While ICANN has said the new TLDs will be "revenue neutral" - not a big money maker for them - I don't believe it for a moment. When someone says "it's not about the money," it is almost always about the money. It's not about doing something beneficial for Internet users, in fact it seems pretty obvious that for the web's business users it will generate a lot of unnecessary new expense as they are forced to make defensive domain registrations in extensions they have no interest in owning. 

I also regret seeing an effective TLD organizational system that had been well thought out by the domain name system's original creators so cavalierly discarded in favor of a massive jumble of extensions that most will never use or even be aware of. In one fell swoop ICANN has paved the way for an Internet junkyard rather than a well planned, useful advance in Internet addressing. 

I'm not sure why some think that an unlimited flood of new TLDs will have a greater positive impact than the measured number of new TLDs introduced in the past. While I personally like and own quite a few of those, their rate of adoption by the general public tends to make me believe the web needs a couple of thousand new extensions about as much as Imelda Marcos needs another 2,700 pairs of shoes. More is not always better - it is just more. The new TLDs will be subject to the same low visibility and usage hurdles that .info, .biz, .mobi and others still have not fully cleared, years after their debuts. That is not to say that some of those extensions have not been profitable for their operators - they have been - again I'm talking about public need, not new money making opportunities for ICANN, new registry operators or even DN Journal.
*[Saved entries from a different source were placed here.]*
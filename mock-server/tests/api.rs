use std::time::Duration;

use axum::http::{Request, StatusCode};
use http_body_util::BodyExt;
use mock_server::{app, app_with, sample_records, Backend, BeaconRecord, DailyStats, Envelope, HourlyStats, Scripted};
use serde_json::json;
use tower::ServiceExt;

async fn body_json<T: serde::de::DeserializeOwned>(response: axum::response::Response) -> T {
    let bytes = response.into_body().collect().await.unwrap().to_bytes();
    serde_json::from_slice(&bytes).unwrap()
}

fn get(uri: &str) -> Request<String> {
    Request::builder().uri(uri).body(String::new()).unwrap()
}

// --- listing ---

#[tokio::test]
async fn list_defaults_to_first_page_of_ten() {
    let resp = app().oneshot(get("/getBeacon")).await.unwrap();

    assert_eq!(resp.status(), StatusCode::OK);
    let env: Envelope<Vec<BeaconRecord>> = body_json(resp).await;
    assert_eq!(env.code, 200);
    assert_eq!(env.data.unwrap().len(), 10);
    assert_eq!((env.page, env.limit, env.total), (Some(1), Some(10), Some(48)));
}

#[tokio::test]
async fn list_paginates() {
    let app = app_with(Backend::new(sample_records(15)));
    let resp = app.oneshot(get("/getBeacon?page=2&pageSize=10")).await.unwrap();

    let env: Envelope<Vec<BeaconRecord>> = body_json(resp).await;
    assert_eq!(env.data.unwrap().len(), 5);
    assert_eq!((env.page, env.limit, env.total), (Some(2), Some(10), Some(15)));
}

#[tokio::test]
async fn list_filters_by_os() {
    let app = app_with(Backend::new(sample_records(9)));
    let resp = app.oneshot(get("/getBeacon?os=darwin&pageSize=50")).await.unwrap();

    let env: Envelope<Vec<BeaconRecord>> = body_json(resp).await;
    let records = env.data.unwrap();
    assert_eq!(records.len(), 3);
    assert!(records.iter().all(|r| r.os_platform == "darwin"));
    assert_eq!(env.total, Some(3));
}

#[tokio::test]
async fn list_past_the_end_is_empty() {
    let app = app_with(Backend::new(sample_records(4)));
    let resp = app.oneshot(get("/getBeacon?page=9")).await.unwrap();

    let env: Envelope<Vec<BeaconRecord>> = body_json(resp).await;
    assert!(env.data.unwrap().is_empty());
    assert_eq!(env.total, Some(4));
}

#[tokio::test]
async fn list_rejects_non_numeric_page() {
    let resp = app().oneshot(get("/getBeacon?page=two")).await.unwrap();
    assert_eq!(resp.status(), StatusCode::BAD_REQUEST);
}

#[tokio::test]
async fn last_query_is_recorded_verbatim() {
    let backend = Backend::new(Vec::new());
    app_with(backend.clone())
        .oneshot(get("/getBeacon?pageSize=3&os=linux"))
        .await
        .unwrap();
    assert_eq!(backend.last_query().await.as_deref(), Some("pageSize=3&os=linux"));

    app_with(backend.clone()).oneshot(get("/getBeaconByDay")).await.unwrap();
    assert_eq!(backend.last_query().await, None);
}

// --- aggregations ---

#[tokio::test]
async fn hourly_has_24_buckets() {
    let resp = app().oneshot(get("/getBeaconByHour")).await.unwrap();

    let env: Envelope<HourlyStats> = body_json(resp).await;
    let stats = env.data.unwrap();
    assert_eq!(stats.hourly_data.len(), 24);
    assert_eq!(stats.total, 48);
    assert_eq!(stats.hourly_data.iter().map(|b| b.count).sum::<u64>(), 48);
    assert!(env.page.is_none());
}

#[tokio::test]
async fn daily_groups_by_date() {
    let resp = app().oneshot(get("/getBeaconByDay")).await.unwrap();

    let env: Envelope<DailyStats> = body_json(resp).await;
    let stats = env.data.unwrap();
    let dates: Vec<&str> = stats.daily_data.iter().map(|b| b.date.as_str()).collect();
    assert_eq!(dates, vec!["2024-03-11", "2024-03-12", "2024-03-13"]);
    assert_eq!(stats.daily_data[0].day_of_week, "Monday");
    assert_eq!(stats.total, 48);
}

// --- scripted replies ---

#[tokio::test]
async fn scripted_body_replaces_every_route() {
    let backend = Backend::new(sample_records(3));
    backend
        .script(Scripted::Body(json!({"code": 500, "msg": "db error", "data": null})))
        .await;

    let resp = app_with(backend.clone()).oneshot(get("/getBeaconByHour")).await.unwrap();
    assert_eq!(resp.status(), StatusCode::OK);
    let env: serde_json::Value = body_json(resp).await;
    assert_eq!(env["code"], 500);
    assert_eq!(env["msg"], "db error");

    backend.clear_script().await;
    let resp = app_with(backend).oneshot(get("/getBeaconByHour")).await.unwrap();
    let env: Envelope<HourlyStats> = body_json(resp).await;
    assert_eq!(env.code, 200);
}

#[tokio::test]
async fn scripted_status_has_plain_body() {
    let backend = Backend::new(Vec::new());
    backend.script(Scripted::Status(502, "Bad Gateway".to_string())).await;

    let resp = app_with(backend).oneshot(get("/getBeaconByDay")).await.unwrap();
    assert_eq!(resp.status(), StatusCode::BAD_GATEWAY);
    let bytes = resp.into_body().collect().await.unwrap().to_bytes();
    assert_eq!(&bytes[..], b"Bad Gateway");
}

#[tokio::test]
async fn scripted_delay_still_answers() {
    let backend = Backend::new(sample_records(2));
    backend.script(Scripted::Delay(Duration::from_millis(20))).await;

    let resp = app_with(backend).oneshot(get("/getBeacon")).await.unwrap();
    let env: Envelope<Vec<BeaconRecord>> = body_json(resp).await;
    assert_eq!(env.total, Some(2));
}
Still, unless the U.S. government intervenes, or the new TLD onslaught is halted by a lawsuit, my opinion (and yours) are moot points as of today. We can now only sit back and see how this all unfolds - see if it is a train wreck or the cyberspace equivalent of landing on the moon. Judging from past ICANN initiatives, lopsided give-away-the-store contract negotiations and other stumbles that have cost domain registrants dearly, I don't  think it will play out well (and the huge jackpot ICANN is hoping for may morph into cement overshoes instead) but your guess is as good as mine. If I could tell the future I would have been at the horse track today instead of sitting here writing this post!